Tuesday, May 27, 2008

The Times Dispatch: The Diocese Is Attacking the Faithful

David Bena writes as a columnist for the Times Dispatch:

It's a sad day for Christendom when a national church attacks faithful Christians instead of encouraging them in the faith. Typically, churches attack the sins of this world and offer solutions to the world's problems.

Yet this is the situation that 11 Anglican churches find themselves in since the Episcopal Diocese of Virginia and the Episcopal Church attacked us with lawsuits.

Our churches were undergoing amicable property settlement negotiations with the Diocese in January 2007 when it and the Episcopal Church abruptly broke off those discussions. They then filed lawsuits against our churches, our ministers, and more than 100 volunteers serving on our vestries (governing boards).
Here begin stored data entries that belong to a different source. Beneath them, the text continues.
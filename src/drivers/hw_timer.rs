//! Platform timers realising the counter interrupt pair.
//!
//! The free-running 8-bit counter is reproduced with two esp_timer
//! instances: a periodic timer standing in for the overflow interrupt,
//! and a one-shot re-armed from the overflow callback standing in for
//! the compare match.  The one-shot offset within the period is
//! `period * duty / 256`, so the commanded on-window (compare match to
//! overflow) matches the counter semantics exactly.
//!
//! With the `adc-scan` feature a third, faster periodic timer paces the
//! conversion-complete handler at the converter's conversion rate.
//!
//! Timer callbacks execute in the ESP timer task context (not ISR), so
//! they may touch the handler statics and the lock-free trigger queue.

#[cfg(target_os = "espidf")]
use esp_idf_svc::sys::*;

#[cfg(target_os = "espidf")]
use log::info;

use crate::adapters::hardware::HwMotorLines;
use crate::timing::TimingCore;

#[cfg(all(target_os = "espidf", feature = "adc-scan"))]
use crate::adapters::hardware::HwAdcPort;
#[cfg(all(target_os = "espidf", feature = "adc-scan"))]
use crate::adc::scan::ScanEngine;
#[cfg(feature = "adc-scan")]
use crate::adc::ClockDivisor;

// ── Timing core statics ───────────────────────────────────────

#[cfg(target_os = "espidf")]
static mut TIMING: Option<TimingCore<HwMotorLines>> = None;
#[cfg(target_os = "espidf")]
static mut PERIOD_US: u64 = 0;
#[cfg(target_os = "espidf")]
static mut OVERFLOW_TIMER: esp_timer_handle_t = core::ptr::null_mut();
#[cfg(target_os = "espidf")]
static mut COMPARE_TIMER: esp_timer_handle_t = core::ptr::null_mut();

/// Overflow callback: brake, then re-arm the compare one-shot at the
/// offset the duty register selects for this period.
///
/// SAFETY: TIMING is written once in `start_timing()` before the timers
/// start; afterwards only this callback chain (single esp_timer task)
/// touches it.
#[cfg(target_os = "espidf")]
unsafe extern "C" fn overflow_cb(_arg: *mut core::ffi::c_void) {
    unsafe {
        let Some(core) = (&raw mut TIMING).as_mut().and_then(Option::as_mut) else {
            return;
        };
        core.on_overflow();

        let duty = u64::from(core.drive().duty());
        let offset = PERIOD_US * duty / 256;
        // A long on-window can leave the previous one-shot still armed.
        esp_timer_stop(COMPARE_TIMER);
        esp_timer_start_once(COMPARE_TIMER, offset);
    }
}

/// Compare-match callback.
///
/// SAFETY: same single-task discipline as `overflow_cb`.
#[cfg(target_os = "espidf")]
unsafe extern "C" fn compare_cb(_arg: *mut core::ffi::c_void) {
    unsafe {
        if let Some(core) = (&raw mut TIMING).as_mut().and_then(Option::as_mut) {
            core.on_compare_match();
        }
    }
}

/// Install the timing core and start the period cadence.
#[cfg(target_os = "espidf")]
pub fn start_timing(core: TimingCore<HwMotorLines>, period_us: u32) {
    // SAFETY: statics are written here once at boot, from the single
    // main task, before either timer is started.
    unsafe {
        TIMING = Some(core);
        PERIOD_US = u64::from(period_us);

        let compare_args = esp_timer_create_args_t {
            callback: Some(compare_cb),
            arg: core::ptr::null_mut(),
            dispatch_method: esp_timer_dispatch_t_ESP_TIMER_TASK,
            name: b"compare\0".as_ptr() as *const _,
            skip_unhandled_events: false,
        };
        let ret = esp_timer_create(&compare_args, &raw mut COMPARE_TIMER);
        if ret != ESP_OK {
            log::error!("hw_timer: compare timer create failed (rc={ret})");
            return;
        }

        let overflow_args = esp_timer_create_args_t {
            callback: Some(overflow_cb),
            arg: core::ptr::null_mut(),
            dispatch_method: esp_timer_dispatch_t_ESP_TIMER_TASK,
            name: b"overflow\0".as_ptr() as *const _,
            skip_unhandled_events: false,
        };
        let ret = esp_timer_create(&overflow_args, &raw mut OVERFLOW_TIMER);
        if ret != ESP_OK {
            log::error!("hw_timer: overflow timer create failed (rc={ret})");
            return;
        }
        let ret = esp_timer_start_periodic(OVERFLOW_TIMER, PERIOD_US);
        if ret != ESP_OK {
            log::error!("hw_timer: overflow timer start failed (rc={ret})");
            return;
        }

        info!("hw_timer: output period {period_us}us started");
    }
}

#[cfg(not(target_os = "espidf"))]
pub fn start_timing(_core: TimingCore<HwMotorLines>, _period_us: u32) {
    log::info!("hw_timer(sim): output timers not started (use the counter simulation)");
}

/// Stop the period cadence.  The last applied pattern stays on the
/// lines; callers brake first.
#[cfg(target_os = "espidf")]
pub fn stop_timing() {
    // SAFETY: handles are valid if start_timing() succeeded; null-check
    // prevents stopping a never-created timer.
    unsafe {
        if !OVERFLOW_TIMER.is_null() {
            esp_timer_stop(OVERFLOW_TIMER);
        }
        if !COMPARE_TIMER.is_null() {
            esp_timer_stop(COMPARE_TIMER);
        }
    }
}

#[cfg(not(target_os = "espidf"))]
pub fn stop_timing() {}

// ── Scan pacing ───────────────────────────────────────────────

#[cfg(all(target_os = "espidf", feature = "adc-scan"))]
static mut SCAN: Option<ScanEngine> = None;
#[cfg(all(target_os = "espidf", feature = "adc-scan"))]
static mut SCAN_PORT: HwAdcPort = HwAdcPort::new();
#[cfg(all(target_os = "espidf", feature = "adc-scan"))]
static mut SCAN_TIMER: esp_timer_handle_t = core::ptr::null_mut();

/// Conversion-complete callback: sample the currently selected input and
/// feed the scan engine, trigger events going to the lock-free queue.
///
/// SAFETY: SCAN and SCAN_PORT are written once in `start_scan()` before
/// the pacing timer starts; only this callback touches them afterwards.
#[cfg(all(target_os = "espidf", feature = "adc-scan"))]
unsafe extern "C" fn scan_conversion_cb(_arg: *mut core::ffi::c_void) {
    unsafe {
        let Some(engine) = (&raw mut SCAN).as_mut().and_then(Option::as_mut) else {
            return;
        };
        let port = &mut *(&raw mut SCAN_PORT);
        let raw = crate::app::ports::AdcPort::sample10(port);
        engine.on_conversion(raw, port, &mut crate::events::QueueTriggerSink);
    }
}

/// Install a configured scan engine and start the conversion cadence.
#[cfg(all(target_os = "espidf", feature = "adc-scan"))]
pub fn start_scan(mut engine: ScanEngine, clk: ClockDivisor, adc_clock_hz: u32) {
    // SAFETY: statics written once at boot before the pacing timer runs.
    unsafe {
        let port = &mut *(&raw mut SCAN_PORT);
        engine.start(clk, port);
        SCAN = Some(engine);

        let args = esp_timer_create_args_t {
            callback: Some(scan_conversion_cb),
            arg: core::ptr::null_mut(),
            dispatch_method: esp_timer_dispatch_t_ESP_TIMER_TASK,
            name: b"adcscan\0".as_ptr() as *const _,
            skip_unhandled_events: true,
        };
        let ret = esp_timer_create(&args, &raw mut SCAN_TIMER);
        if ret != ESP_OK {
            log::error!("hw_timer: scan timer create failed (rc={ret})");
            return;
        }
        let period = conversion_period_us(clk, adc_clock_hz);
        let ret = esp_timer_start_periodic(SCAN_TIMER, period);
        if ret != ESP_OK {
            log::error!("hw_timer: scan timer start failed (rc={ret})");
            return;
        }

        info!("hw_timer: scan cadence {period}us started");
    }
}

/// Foreground read of a scanned channel's latest stored sample.
#[cfg(all(target_os = "espidf", feature = "adc-scan"))]
pub fn scan_value(scan_id: usize) -> u16 {
    // SAFETY: reading a u16 out of the engine's sample array races only
    // with the esp_timer task's aligned store of the same slot; a stale
    // sample is acceptable, a torn one cannot occur on this target.
    unsafe {
        match (&raw const SCAN).as_ref().and_then(Option::as_ref) {
            Some(engine) => engine.value(scan_id),
            None => crate::adc::SCAN_VALUE_SENTINEL,
        }
    }
}

#[cfg(all(not(target_os = "espidf"), feature = "adc-scan"))]
pub fn start_scan(_engine: crate::adc::scan::ScanEngine, _clk: ClockDivisor, _adc_clock_hz: u32) {
    log::info!("hw_timer(sim): scan cadence not started");
}

#[cfg(all(not(target_os = "espidf"), feature = "adc-scan"))]
pub fn scan_value(_scan_id: usize) -> u16 {
    crate::adc::SCAN_VALUE_SENTINEL
}

/// Stop the conversion cadence.
#[cfg(all(target_os = "espidf", feature = "adc-scan"))]
pub fn stop_scan() {
    // SAFETY: handle valid if start_scan() succeeded.
    unsafe {
        if !SCAN_TIMER.is_null() {
            esp_timer_stop(SCAN_TIMER);
        }
    }
}

#[cfg(all(not(target_os = "espidf"), feature = "adc-scan"))]
pub fn stop_scan() {}

/// One conversion takes 13 converter clocks.
#[cfg(feature = "adc-scan")]
pub fn conversion_period_us(clk: ClockDivisor, adc_clock_hz: u32) -> u64 {
    let divisor = 1u64 << clk.bits();
    (13 * divisor * 1_000_000 / u64::from(adc_clock_hz)).max(1)
}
Our congregations simply wished to remain faithful to the historic teachings of the Anglican Communion and could not in good conscience follow the revisionist direction of the Episcopal Church. Unfortunately, the Episcopal Church and the Diocese walked away from us and the worldwide Anglican Communion by choosing to reinterpret Scripture on a number of issues. They sued us when we refused to follow them on that prodigal path.

Consistent with Virginia law, and as agreed to by the Diocese in a "standstill agreement," our churches reported to the local circuit courts our votes to disaffiliate from the Episcopal Church and the Diocese and to affiliate with the Convocation of Anglicans in North America through membership in the Anglican District of Virginia.

THE DIOCESE and the Episcopal Church have no legal right to our property. Among other things, our churches' own trustees hold title for the benefit of the congregations, and long-established Virginia law does not recognize denominational trusts in congregational property like those that the Diocese and the Episcopal Church claim. One of the churches -- The Falls Church -- actually predates the denomination and helped establish it. It is somewhat absurd for the Diocese and the Episcopal Church to suggest that churches cannot disaffiliate from the denomination they helped create.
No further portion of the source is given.